Comments (19)
Hi @PedrooHR, can you please give us more details about your issue? Which heatdis test are you running, what did you change and what command lines are you using?
from veloc.
Hi @bnicolae, thanks for the reply.
This is the heatdis test. I changed a few lines from one of the FTI tests. And this is the config file.
It is not a problem that occurs only with this example, it occurs with any application I do the same steps. Command lines are the following:
mpicc heatdis.c -o heatdis -lveloc-client -lm
mpirun -np 3 ./heatdis 4
Any time I run this without an active veloc-backend
(letting the VeloC lib launch it, as available in VeloC 1.4 release), the application stuck at the end.
Logs:
- Application log (starting from beginning): heatdis.log
- Backend from beginning: heatdis-backend.log
- Application log (starting from the latest cp): heatdis-load.log
- Backend from latest cp: heatdis-load-backend.log
In log lines, after Execution finished in ... seconds.
the program won't finish.
If I launch the backend before, or one is active, or the sync
mode is used in the config file, everything goes fine.

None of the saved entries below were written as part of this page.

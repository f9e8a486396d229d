//! apiop Core - Core types for installing the API Operator
//!
//! This crate provides the foundational types used throughout apiop:
//! - `RegistryType`: supported image registries and their flag rules
//! - `FlagInput` / `BatchFlags`: batch-mode inputs with provenance
//! - `validate`: pure registry flag validation
//! - `CredentialSet`: normalized registry credentials (batch or interactive)
//! - `ManifestBundle`: controller manifests from a file, directory or archive
//! - `ToolConfig` / `ModeStore`: tool configuration and operating mode

pub mod bundle;
pub mod config;
pub mod credentials;
pub mod error;
pub mod flags;
pub mod prompt;
pub mod registry;
pub mod request;
pub mod validate;

pub use bundle::ManifestBundle;
pub use config::{FileModeStore, MemoryModeStore, ModeStore, OperatingMode, OperatorSettings, ToolConfig};
pub use credentials::{
    CredentialSet, Password, PasswordSource, choose_registry, resolve_batch, resolve_interactive,
};
pub use error::{CoreError, CredentialError, Result, ValidationError};
pub use flags::{BatchFlags, FlagInput};
pub use prompt::{Answer, Prompter, ScriptedPrompter};
pub use registry::{FlagName, FlagRules, PasswordPolicy, RegistryType};
pub use request::{
    ConfigSource, InstallationRequest, OperatorVersion, SecurityProfile, VersionOrigin,
    render_template,
};
pub use validate::{validate, violations};
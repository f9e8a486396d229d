//! Error types for apiop-kube

use thiserror::Error;

/// Result type for apiop-kube operations
pub type Result<T> = std::result::Result<T, KubeError>;

/// API status codes worth retrying
const TRANSIENT_STATUS: [u16; 6] = [409, 429, 500, 502, 503, 504];

/// Errors that can occur during Kubernetes operations
#[derive(Debug, Error)]
#[non_exhaustive]
pub enum KubeError {
    /// Kubernetes API error
    #[error("Kubernetes API error: {0}")]
    Api(#[from] kube::Error),

    /// Server-side apply of one resource failed
    #[error("failed to apply {resource}: {source}")]
    ApplyFailed {
        resource: String,
        #[source]
        source: kube::Error,
    },

    /// The cluster does not serve this resource type (yet)
    #[error("unknown resource type {api_version}/{kind}")]
    UnknownResource { api_version: String, kind: String },

    /// Manifest document that cannot become a cluster object
    #[error("invalid manifest (document {index}): {message}")]
    InvalidManifest { index: usize, message: String },

    /// Serialization error
    #[error("serialization error: {0}")]
    Serialization(String),
}

impl From<serde_json::Error> for KubeError {
    fn from(e: serde_json::Error) -> Self {
        KubeError::Serialization(e.to_string())
    }
}

impl KubeError {
    /// The underlying client error, if any
    fn client_error(&self) -> Option<&kube::Error> {
        match self {
            KubeError::Api(e) | KubeError::ApplyFailed { source: e, .. } => Some(e),
            _ => None,
        }
    }

    /// HTTP status of an API error response
    pub fn status_code(&self) -> Option<u16> {
        match self.client_error() {
            Some(kube::Error::Api(resp)) => Some(resp.code),
            _ => None,
        }
    }

    /// Retryable API status (409, 429, 500, 502, 503, 504) or transport failure
    pub fn is_transient(&self) -> bool {
        if let Some(code) = self.status_code() {
            return TRANSIENT_STATUS.contains(&code);
        }
        matches!(
            self.client_error(),
            Some(kube::Error::HyperError(_) | kube::Error::Service(_))
        )
    }

    /// API group of an unknown resource type (`""` for the core group)
    pub fn unknown_group(&self) -> Option<&str> {
        match self {
            KubeError::UnknownResource { api_version, .. } => Some(
                api_version
                    .rsplit_once('/')
                    .map_or("", |(group, _)| group),
            ),
            _ => None,
        }
    }
}

/// Build an API error response, as the server would return it
pub fn api_error(code: u16, reason: &str, message: &str) -> kube::Error {
    kube::Error::Api(kube::error::ErrorResponse {
        status: "Failure".to_string(),
        message: message.to_string(),
        reason: reason.to_string(),
        code,
    })
}
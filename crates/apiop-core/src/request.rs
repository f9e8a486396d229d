//! Installation request types

use serde::{Deserialize, Serialize};
use std::fmt;
use std::path::PathBuf;

use crate::error::Result;

/// Placeholder substituted with the operator version in URL templates
pub const VERSION_PLACEHOLDER: &str = "{version}";

/// Where the controller manifests come from
#[derive(Debug, Clone, PartialEq, Eq)]
pub enum ConfigSource {
    /// `--from-file`: a YAML file, a directory of YAML files or a bundle archive
    Local(PathBuf),
    /// Bundle URL rendered from the template with a resolved version
    Remote(String),
}

impl ConfigSource {
    /// Render a remote source from a URL template
    pub fn remote(template: &str, version: &OperatorVersion) -> Self {
        Self::Remote(render_template(template, version.as_str()))
    }

    pub fn is_local(&self) -> bool {
        matches!(self, Self::Local(_))
    }
}

impl fmt::Display for ConfigSource {
    fn fmt(&self, f: &mut fmt::Formatter<'_>) -> fmt::Result {
        match self {
            Self::Local(path) => write!(f, "{}", path.display()),
            Self::Remote(url) => f.write_str(url),
        }
    }
}

/// Substitute `{version}` in a template
pub fn render_template(template: &str, version: &str) -> String {
    template.replace(VERSION_PLACEHOLDER, version)
}

/// CRD the controller configuration depends on (`<plural>.<group>`)
///
/// Resources of the CRD's group cannot be applied until the CRDs installed by
/// the same bundle are established, so "unknown resource type" errors for
/// that group are worth retrying.
#[derive(Debug, Clone, PartialEq, Eq, Serialize, Deserialize)]
#[serde(transparent)]
pub struct SecurityProfile(pub String);

impl SecurityProfile {
    pub fn new(crd: impl Into<String>) -> Self {
        Self(crd.into())
    }

    /// API group of the CRD
    pub fn group(&self) -> &str {
        self.0.split_once('.').map_or(self.0.as_str(), |(_, group)| group)
    }
}

impl Default for SecurityProfile {
    fn default() -> Self {
        Self::new("security.wso2.com")
    }
}

/// How an operator version was chosen
#[derive(Debug, Clone, Copy, PartialEq, Eq)]
pub enum VersionOrigin {
    Override,
    Discovered,
    Default,
}

impl fmt::Display for VersionOrigin {
    fn fmt(&self, f: &mut fmt::Formatter<'_>) -> fmt::Result {
        f.write_str(match self {
            Self::Override => "environment override",
            Self::Discovered => "latest release",
            Self::Default => "default",
        })
    }
}

/// A resolved operator version; immutable once built
#[derive(Debug, Clone, PartialEq, Eq)]
pub struct OperatorVersion {
    version: String,
    origin: VersionOrigin,
}

impl OperatorVersion {
    /// Build from a version string, checking it looks like `[v]MAJOR.MINOR.PATCH`
    pub fn parse(version: &str, origin: VersionOrigin) -> Result<Self> {
        let version = version.trim();
        semver::Version::parse(version.strip_prefix('v').unwrap_or(version))?;
        Ok(Self {
            version: version.to_string(),
            origin,
        })
    }

    pub fn as_str(&self) -> &str {
        &self.version
    }

    pub fn origin(&self) -> VersionOrigin {
        self.origin
    }
}

impl fmt::Display for OperatorVersion {
    fn fmt(&self, f: &mut fmt::Formatter<'_>) -> fmt::Result {
        f.write_str(&self.version)
    }
}

/// One installation, built by the orchestrator and consumed by the
/// materializer
#[derive(Debug, Clone)]
pub struct InstallationRequest {
    pub config_source: ConfigSource,
    pub retry_budget: u32,
    pub security_profile: SecurityProfile,
    pub version: Option<OperatorVersion>,
}

impl InstallationRequest {
    pub fn is_local_install(&self) -> bool {
        self.config_source.is_local()
    }
}

#[cfg(test)]
mod tests {
    use super::*;

    #[test]
    fn test_operator_version_parse() {
        let v = OperatorVersion::parse("v1.2.0", VersionOrigin::Default).unwrap();
        assert_eq!(v.as_str(), "v1.2.0");
        assert_eq!(v.origin(), VersionOrigin::Default);

        assert!(OperatorVersion::parse("1.2.3-rc1", VersionOrigin::Override).is_ok());
        assert!(OperatorVersion::parse("latest", VersionOrigin::Override).is_err());
        assert!(OperatorVersion::parse("v1.2", VersionOrigin::Override).is_err());
    }

    #[test]
    fn test_remote_source_from_template() {
        let v = OperatorVersion::parse("v1.2.0", VersionOrigin::Discovered).unwrap();
        let source = ConfigSource::remote(
            "https://example.com/releases/download/{version}/configs.yaml",
            &v,
        );
        assert_eq!(
            source,
            ConfigSource::Remote(
                "https://example.com/releases/download/v1.2.0/configs.yaml".to_string()
            )
        );
        assert!(!source.is_local());
    }

    #[test]
    fn test_security_profile_group() {
        assert_eq!(SecurityProfile::default().group(), "wso2.com");
        assert_eq!(SecurityProfile::new("ratelimits.ratelimit.wso2.com").group(), "ratelimit.wso2.com");
        assert_eq!(SecurityProfile::new("bare").group(), "bare");
    }
}
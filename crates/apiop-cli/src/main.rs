//! apiop - installs the API Operator and wires up its image registry

use clap::{Parser, Subcommand};
use std::path::PathBuf;
use tracing_subscriber::{EnvFilter, fmt, prelude::*};

mod commands;
mod error;
mod exit_codes;
mod orchestrator;
mod prompt;

use commands::install::ApiOperatorArgs;
use error::CliError;

#[derive(Parser)]
#[command(name = "apiop")]
#[command(version)]
#[command(about = "Installs the API Operator into a Kubernetes cluster", long_about = None)]
#[command(propagate_version = true)]
struct Cli {
    #[command(subcommand)]
    command: Commands,

    /// Enable debug output
    #[arg(long, global = true)]
    debug: bool,

    /// Tool configuration file
    #[arg(long, global = true, env = "APIOP_CONFIG")]
    config: Option<PathBuf>,
}

#[derive(Subcommand)]
enum Commands {
    /// Install a component into the cluster
    Install {
        #[command(subcommand)]
        target: InstallTarget,
    },
}

#[derive(Subcommand)]
enum InstallTarget {
    /// Install the API Operator and configure its image registry
    ApiOperator(ApiOperatorArgs),
}

fn init_tracing(debug: bool) {
    let default = if debug { "debug" } else { "warn" };
    let filter = EnvFilter::try_from_default_env().unwrap_or_else(|_| EnvFilter::new(default));
    tracing_subscriber::registry()
        .with(fmt::layer().with_target(false).with_writer(std::io::stderr))
        .with(filter)
        .init();
}

#[tokio::main]
async fn main() {
    miette::set_panic_hook();

    let cli = Cli::parse();
    init_tracing(cli.debug);

    let result: Result<(), CliError> = match cli.command {
        Commands::Install {
            target: InstallTarget::ApiOperator(args),
        } => commands::install::run(args, cli.config.as_deref()).await,
    };

    if let Err(err) = result {
        let code = err.exit_code();
        eprintln!("{:?}", miette::Report::new(err));
        std::process::exit(code);
    }
}
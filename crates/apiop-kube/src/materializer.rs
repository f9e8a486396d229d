//! Controller configuration with bounded retry
//!
//! The whole bundle is applied as one unit. A transient failure (API
//! throttling, server errors, conflicts, transport errors, or a resource
//! type whose CRD is not established yet) retries the same object set after
//! a fixed pause, with a fresh discovery cache. Anything else stops at once.

use std::collections::BTreeSet;
use std::time::Duration;

use async_trait::async_trait;
use thiserror::Error;

use apiop_core::{ManifestBundle, SecurityProfile};

use crate::error::{KubeError, Result};
use crate::manifest::{ManifestObject, defined_groups, parse_bundle};
use crate::resources::AppliedResource;

/// Applies parsed manifests to a cluster
#[async_trait]
pub trait ManifestApplier: Send {
    /// Apply every object, stopping at the first failure
    async fn apply(
        &mut self,
        objects: &[ManifestObject],
        default_namespace: &str,
    ) -> Result<Vec<AppliedResource>>;

    /// Re-read which resource types the cluster serves
    async fn refresh(&mut self) -> Result<()>;
}

/// Failure to materialize the controller configuration
#[derive(Debug, Error)]
pub enum ApplyError {
    #[error("manifest bundle {origin} could not be loaded: {source}")]
    Bundle {
        origin: String,
        #[source]
        source: Box<dyn std::error::Error + Send + Sync>,
    },

    #[error("manifest bundle {origin} is not valid: {source}")]
    InvalidManifest {
        origin: String,
        #[source]
        source: KubeError,
    },

    #[error("applying controller configuration failed on attempt {attempts}: {source}")]
    Terminal {
        attempts: u32,
        #[source]
        source: KubeError,
    },

    #[error("controller configuration not applied after {attempts} attempts: {last}")]
    ApplyExhausted {
        attempts: u32,
        #[source]
        last: Box<KubeError>,
    },
}

impl ApplyError {
    /// Number of apply attempts made
    pub fn attempts(&self) -> u32 {
        match self {
            ApplyError::Bundle { .. } | ApplyError::InvalidManifest { .. } => 0,
            ApplyError::Terminal { attempts, .. } | ApplyError::ApplyExhausted { attempts, .. } => {
                *attempts
            }
        }
    }
}

/// Whether a failed attempt is worth repeating
#[derive(Debug, Clone, Copy, PartialEq, Eq)]
pub enum Failure {
    Transient,
    Terminal,
}

/// Classify an apply failure
///
/// Unknown resource types are transient only for groups the bundle is
/// expected to make available: the security profile's group and the groups
/// of CRDs in the same bundle.
pub fn classify(err: &KubeError, profile: &SecurityProfile, bundle_groups: &BTreeSet<String>) -> Failure {
    if let Some(group) = err.unknown_group() {
        return if group == profile.group() || bundle_groups.contains(group) {
            Failure::Transient
        } else {
            Failure::Terminal
        };
    }
    if err.is_transient() {
        Failure::Transient
    } else {
        Failure::Terminal
    }
}

/// Outcome of a successful apply
#[derive(Debug, Clone)]
pub struct ApplySummary {
    pub applied: Vec<AppliedResource>,
    pub attempts: u32,
    pub bundle_digest: String,
}

impl ApplySummary {
    pub fn created(&self) -> usize {
        self.applied.iter().filter(|r| r.created).count()
    }

    /// Human-readable summary
    pub fn summary(&self) -> String {
        let created = self.created();
        format!(
            "{} resources applied ({} created, {} configured)",
            self.applied.len(),
            created,
            self.applied.len() - created
        )
    }
}

/// Applies controller configuration bundles
#[derive(Debug, Clone)]
pub struct ConfigMaterializer {
    namespace: String,
    retry_interval: Duration,
}

impl ConfigMaterializer {
    pub fn new(namespace: impl Into<String>, retry_interval: Duration) -> Self {
        Self {
            namespace: namespace.into(),
            retry_interval,
        }
    }

    /// Apply `bundle`, retrying transient failures up to `retry_budget` attempts
    ///
    /// A budget of 0 is treated as 1.
    pub async fn apply(
        &self,
        applier: &mut dyn ManifestApplier,
        bundle: &ManifestBundle,
        retry_budget: u32,
        profile: &SecurityProfile,
    ) -> std::result::Result<ApplySummary, ApplyError> {
        let objects = parse_bundle(bundle).map_err(|source| ApplyError::InvalidManifest {
            origin: bundle.origin().to_string(),
            source,
        })?;
        let groups = defined_groups(&objects);
        let budget = retry_budget.max(1);

        tracing::info!(
            origin = bundle.origin(),
            objects = objects.len(),
            budget,
            "applying controller configuration"
        );

        let mut attempt = 1;
        loop {
            match applier.apply(&objects, &self.namespace).await {
                Ok(applied) => {
                    return Ok(ApplySummary {
                        applied,
                        attempts: attempt,
                        bundle_digest: bundle.digest(),
                    });
                }
                Err(e) => match classify(&e, profile, &groups) {
                    Failure::Terminal => {
                        return Err(ApplyError::Terminal {
                            attempts: attempt,
                            source: e,
                        });
                    }
                    Failure::Transient if attempt >= budget => {
                        return Err(ApplyError::ApplyExhausted {
                            attempts: attempt,
                            last: Box::new(e),
                        });
                    }
                    Failure::Transient => {
                        tracing::warn!(attempt, budget, error = %e, "apply failed, retrying");
                    }
                },
            }

            attempt += 1;
            tokio::time::sleep(self.retry_interval).await;
            if let Err(e) = applier.refresh().await {
                tracing::warn!(attempt, error = %e, "discovery refresh failed");
            }
        }
    }
}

I'm a researcher and in our project, we are leveraging VeloC as a checkpoint library, part of our MPI Fault Tolerance lib, this FT lib will be transparent to the final user, so it would be nice to use this feature of VeloC 1.4.
from veloc.
@PedrooHR, your test program has multiple problems: (1) you are specifying a relative path in the config file for persistent and scratch (which means the client and the backend may use different directories, depending on where they are launched from; (2) you do not check the result of any VELOC operation (which means the initialization or checkpointing may not be successful but you don't care and simply continue); (3) you are using a hardcoded config file name, again with a relative path (is it in the same directory where you run your program from?)
from veloc.
Hi @bnicolae, I've changed all paths in config (using /tmp/scratch
and /tmp/persistent
) file and in the cpp file (in the VELOC_init_single
function) to absolute paths. And, I'm now checking every Veloc function following this example pattern:
if (VELOC_Checkpoint("heatdis", ++v) != VELOC_SUCCESS) {
printf("CP Failed\n");
return 1;
}
I'm also not sure I understood what you mean with "hardcoded config file name" in (3).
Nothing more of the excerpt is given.